El discurso patriotero y soberanista nos aísla del resto del mundo. En Wall Street, las calificadoras de riesgo levantan las cejas y toman nota del falso nacionalismo que provoca inestabilidad política e incrementa el riesgo país. En Nueva York, las Naciones Unidas observan con sospecha a un gobierno que dice una cosa el día viernes y asume otra posición el día domigo. En Washington, la Casa Blanca y el Congreso, enfrentados por cien mil otras razones, tienen al menos un punto de consenso: apoyar a la Cicig, al comisionado y a la lucha contra la corrupción en Guatemala. Y en Europa, los diversos Gobiernos hablan con una sola voz cuando se trata de defender la lucha contra la impunidad.

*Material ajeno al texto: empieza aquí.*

// src/output/export.rs
// =============================================================================
// Node/edge export of a profile table, for graph visualisation tools.
//
// Two views of the same table:
// - graph: edges are the co-reference links (dest_connected), node levels
//   are graph degrees
// - tree: edges follow the crawl (source_id -> dest_id), node levels are
//   tree degrees
//
// We only produce the JSON document; drawing it is someone else's job.
// =============================================================================

use super::table::ProfileRow;
use crate::profile::DEFAULT_PICTURE_URL;
use clap::ValueEnum;
use serde::Serialize;

#[derive(Debug, Clone, Copy, PartialEq, Eq, ValueEnum)]
pub enum ExportKind {
    /// Co-reference graph, levelled by graph degree
    Graph,
    /// Crawl tree, levelled by tree degree
    Tree,
}

#[derive(Debug, Serialize)]
pub struct GraphExport {
    pub directed: bool,
    pub nodes: Vec<Node>,
    pub edges: Vec<Edge>,
}

#[derive(Debug, Serialize)]
pub struct Node {
    pub id: String,
    pub label: String,
    pub image: String,
    /// "title @ company" hover text
    pub title: String,
    #[serde(skip_serializing_if = "Option::is_none")]
    pub level: Option<usize>,
}

#[derive(Debug, PartialEq, Eq, Serialize)]
pub struct Edge {
    pub from: String,
    pub to: String,
}

pub fn export_graph(rows: &[ProfileRow], kind: ExportKind) -> GraphExport {
    let nodes = rows
        .iter()
        .map(|row| {
            let details = row.to_record().details;
            Node {
                id: row.dest_id.clone(),
                label: details.name.clone().unwrap_or_else(|| row.dest_id.clone()),
                image: row.dest_pic.clone().unwrap_or_else(|| DEFAULT_PICTURE_URL.to_string()),
                title: details.description(),
                level: match kind {
                    ExportKind::Graph => row.graph_degree,
                    ExportKind::Tree => Some(row.tree_degree),
                },
            }
        })
        .collect();

    let edges = match kind {
        ExportKind::Graph => rows
            .iter()
            .flat_map(|row| {
                row.connected_ids().map(move |to| Edge {
                    from: row.dest_id.clone(),
                    to: to.to_string(),
                })
            })
            .collect(),
        ExportKind::Tree => rows
            .iter()
            .filter_map(|row| {
                Some(Edge {
                    from: row.source_id.clone()?,
                    to: row.dest_id.clone(),
                })
            })
            .collect(),
    };

    GraphExport {
        directed: kind == ExportKind::Tree,
        nodes,
        edges,
    }
}

#[cfg(test)]
mod tests {
    use super::*;

    fn row(id: &str, source: Option<&str>, tree: usize, connected: Option<&str>, graph: Option<usize>) -> ProfileRow {
        ProfileRow {
            source_id: source.map(str::to_string),
            dest_id: id.to_string(),
            dest_name: Some(format!("Name {}", id)),
            dest_title: Some("Engineer".to_string()),
            dest_company: Some("Acme".to_string()),
            dest_location: None,
            dest_school: None,
            dest_pic: None,
            dest_childs: connected.map(str::to_string),
            tree_degree: tree,
            dest_connected: connected.map(str::to_string),
            graph_degree: graph,
        }
    }

    fn edge(from: &str, to: &str) -> Edge {
        Edge {
            from: from.to_string(),
            to: to.to_string(),
        }
    }

    fn sample() -> Vec<ProfileRow> {
        vec![
            row("R", None, 0, Some("A,B"), Some(0)),
            row("A", Some("R"), 1, Some("B"), Some(1)),
            row("B", Some("A"), 2, None, Some(1)),
        ]
    }

    #[test]
    fn test_graph_export_uses_connections() {
        let export = export_graph(&sample(), ExportKind::Graph);

        assert!(!export.directed);
        assert_eq!(export.edges, vec![edge("R", "A"), edge("R", "B"), edge("A", "B")]);
        assert_eq!(export.nodes[2].level, Some(1));
        assert_eq!(export.nodes[0].title, "Engineer @ Acme");
        assert_eq!(export.nodes[0].image, DEFAULT_PICTURE_URL);
    }

    #[test]
    fn test_tree_export_follows_the_crawl() {
        let export = export_graph(&sample(), ExportKind::Tree);

        assert!(export.directed);
        assert_eq!(export.edges, vec![edge("R", "A"), edge("A", "B")]);
        assert_eq!(export.nodes[2].level, Some(2));
    }

    #[test]
    fn test_unprocessed_table_has_no_graph_levels() {
        let mut rows = sample();
        rows.iter_mut().for_each(|r| r.graph_degree = None);
        let json = serde_json::to_value(export_graph(&rows, ExportKind::Graph)).unwrap();
        assert!(json["nodes"][0].get("level").is_none());
    }
}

Todo eso no es una muestra de intervencionismo extranjero, sino de respaldo mundial a la democracia guatemalteca y a nuestro compromiso ciudadano con la justicia. El mundo apoya a Guatemala y es un aliado firme de nuestro pueblo. Y, felizmente, el mundo es enemigo de la corrupción en Guatemala.

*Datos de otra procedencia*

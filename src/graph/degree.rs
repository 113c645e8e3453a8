// src/graph/degree.rs
// =============================================================================
// Measures how far each visited profile really is from the root.
//
// The crawl's tree_degree only says *when* the crawler reached a profile. The
// graph degree is the breadth-first distance from the root over the
// co-reference graph (see connect.rs), which we can only build once every
// page has been read.
//
// Algorithm:
// 1. The root gets degree 0; its neighbours form the first frontier
// 2. For level 1..max_depth: every profile in the frontier gets that level
//    (unless it already has one), and its neighbours that were never in any
//    frontier form the next frontier
// 3. Whoever is left without a degree gets max_depth: present in the crawl,
//    but not reachable within the levels we explored
//
// max_depth is the deepest tree_degree in the store, so the "unreachable"
// value follows how deep the crawl actually went.
// =============================================================================

use super::Connections;
use crate::crawl::ProfileStore;
use std::collections::{BTreeSet, HashSet};

// Computes the graph degree of every record, by store position
//
// Returns None when root_index is not a position in the store.
pub fn compute_degrees(
    store: &ProfileStore,
    connections: &Connections,
    root_index: usize,
) -> Option<Vec<usize>> {
    label_levels(store, connections, root_index, store.max_tree_degree())
}

// Same as compute_degrees with an explicit level bound
fn label_levels(
    store: &ProfileStore,
    connections: &Connections,
    root_index: usize,
    max_depth: usize,
) -> Option<Vec<usize>> {
    let root = store.records().get(root_index)?;

    let mut degrees: Vec<Option<usize>> = vec![None; store.len()];
    degrees[root_index] = Some(0);

    let mut frontier: BTreeSet<&str> = neighbours(connections, root_index).collect();
    let mut placed: HashSet<&str> = frontier.iter().copied().collect();
    placed.insert(root.dest_id.as_str());

    for level in 1..max_depth {
        let mut next: BTreeSet<&str> = BTreeSet::new();

        for id in &frontier {
            let Some(index) = store.visited().index_of(id) else {
                continue;
            };
            if degrees[index].is_none() {
                degrees[index] = Some(level);
            }
            next.extend(neighbours(connections, index).filter(|n| !placed.contains(n)));
        }

        if next.is_empty() {
            break;
        }
        placed.extend(next.iter().copied());
        frontier = next;
    }

    Some(
        degrees
            .into_iter()
            .map(|degree| degree.unwrap_or(max_depth))
            .collect(),
    )
}

fn neighbours(connections: &Connections, index: usize) -> impl Iterator<Item = &str> {
    connections
        .of(index)
        .into_iter()
        .flat_map(|set| set.iter().map(String::as_str))
}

Las siguientes semanas serán críticas para impedir ser aislados del mundo. Frente al discurso patriotero, deberemos enarbolar las banderas de la dignidad y la lucha contra la impunidad. La amistad de la comunidad internacional es un escudo para defender la justicia y el combate a la corrupción.
Solo para las mafias el mundo es un enemigo.